What is expected: Reading the records beneath this task, work out how many lines contain the word "Serialize" and reply with only that number.

Supplied entries:
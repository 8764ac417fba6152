//! Site configuration (_config.yml)

use anyhow::{Context, Result};
use serde::{Deserialize, Serialize};
use std::collections::HashMap;
use std::fs;
use std::path::Path;
use std::time::Duration;

/// Main site configuration
#[derive(Debug, Clone, Serialize, Deserialize)]
#[serde(default)]
pub struct SiteConfig {
    // Site
    pub title: String,
    pub subtitle: String,
    pub description: String,
    pub author: String,
    pub url: String,
    pub language: String,
    /// IANA timezone used for log timestamps
    pub timezone: String,

    // Directories, relative to the base directory
    pub data_dir: String,
    pub static_dir: String,
    pub articles_dir: String,

    // Content
    /// File suffixes picked up from `data_dir`
    pub data_extensions: Vec<String>,
    pub portfolio_group: String,
    pub blog_group: String,
    pub project_group: String,

    // Media
    pub image_timeout_secs: u64,

    // Store any additional fields
    #[serde(flatten)]
    pub extra: HashMap<String, serde_yaml::Value>,
}

impl Default for SiteConfig {
    fn default() -> Self {
        Self {
            title: "Portfolio".to_string(),
            subtitle: String::new(),
            description: String::new(),
            author: String::new(),
            url: "http://localhost:8000".to_string(),
            language: "en".to_string(),
            timezone: "Asia/Dhaka".to_string(),

            data_dir: "static/utils".to_string(),
            static_dir: "static".to_string(),
            articles_dir: "static/articles".to_string(),

            data_extensions: vec!["json".to_string()],
            portfolio_group: "merge_data".to_string(),
            blog_group: "blogs".to_string(),
            project_group: "projects".to_string(),

            image_timeout_secs: 10,
            extra: HashMap::new(),
        }
    }
}

impl SiteConfig {
    /// Load configuration from a file
    pub fn load<P: AsRef<Path>>(path: P) -> Result<Self> {
        let path = path.as_ref();
        let content = fs::read_to_string(path)
            .with_context(|| format!("Failed to read config {:?}", path))?;
        let config: SiteConfig = serde_yaml::from_str(&content)
            .with_context(|| format!("Invalid config {:?}", path))?;
        Ok(config)
    }

    pub fn image_timeout(&self) -> Duration {
        Duration::from_secs(self.image_timeout_secs.max(1))
    }
}

#[cfg(test)]
mod tests {
    use super::*;

    #[test]
    fn test_default_config() {
        let config = SiteConfig::default();
        assert_eq!(config.data_dir, "static/utils");
        assert_eq!(config.portfolio_group, "merge_data");
        assert_eq!(config.data_extensions, vec!["json"]);
        assert_eq!(config.timezone, "Asia/Dhaka");
    }

    #[test]
    fn test_parse_config() {
        let yaml = r#"
title: Principal AI Engineer
description: Production AI Systems
data_dir: content
data_extensions: [json, jsonc]
image_timeout_secs: 3
github: someone
"#;
        let config: SiteConfig = serde_yaml::from_str(yaml).unwrap();
        assert_eq!(config.title, "Principal AI Engineer");
        assert_eq!(config.data_dir, "content");
        assert_eq!(config.data_extensions, vec!["json", "jsonc"]);
        assert_eq!(config.image_timeout(), Duration::from_secs(3));
        assert_eq!(config.blog_group, "blogs");
        assert!(config.extra.contains_key("github"));
    }

    #[test]
    fn test_load_missing_file() {
        let dir = tempfile::TempDir::new().unwrap();
        let err = SiteConfig::load(dir.path().join("_config.yml")).unwrap_err();
        assert!(err.to_string().contains("_config.yml"));
    }
}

Response: 2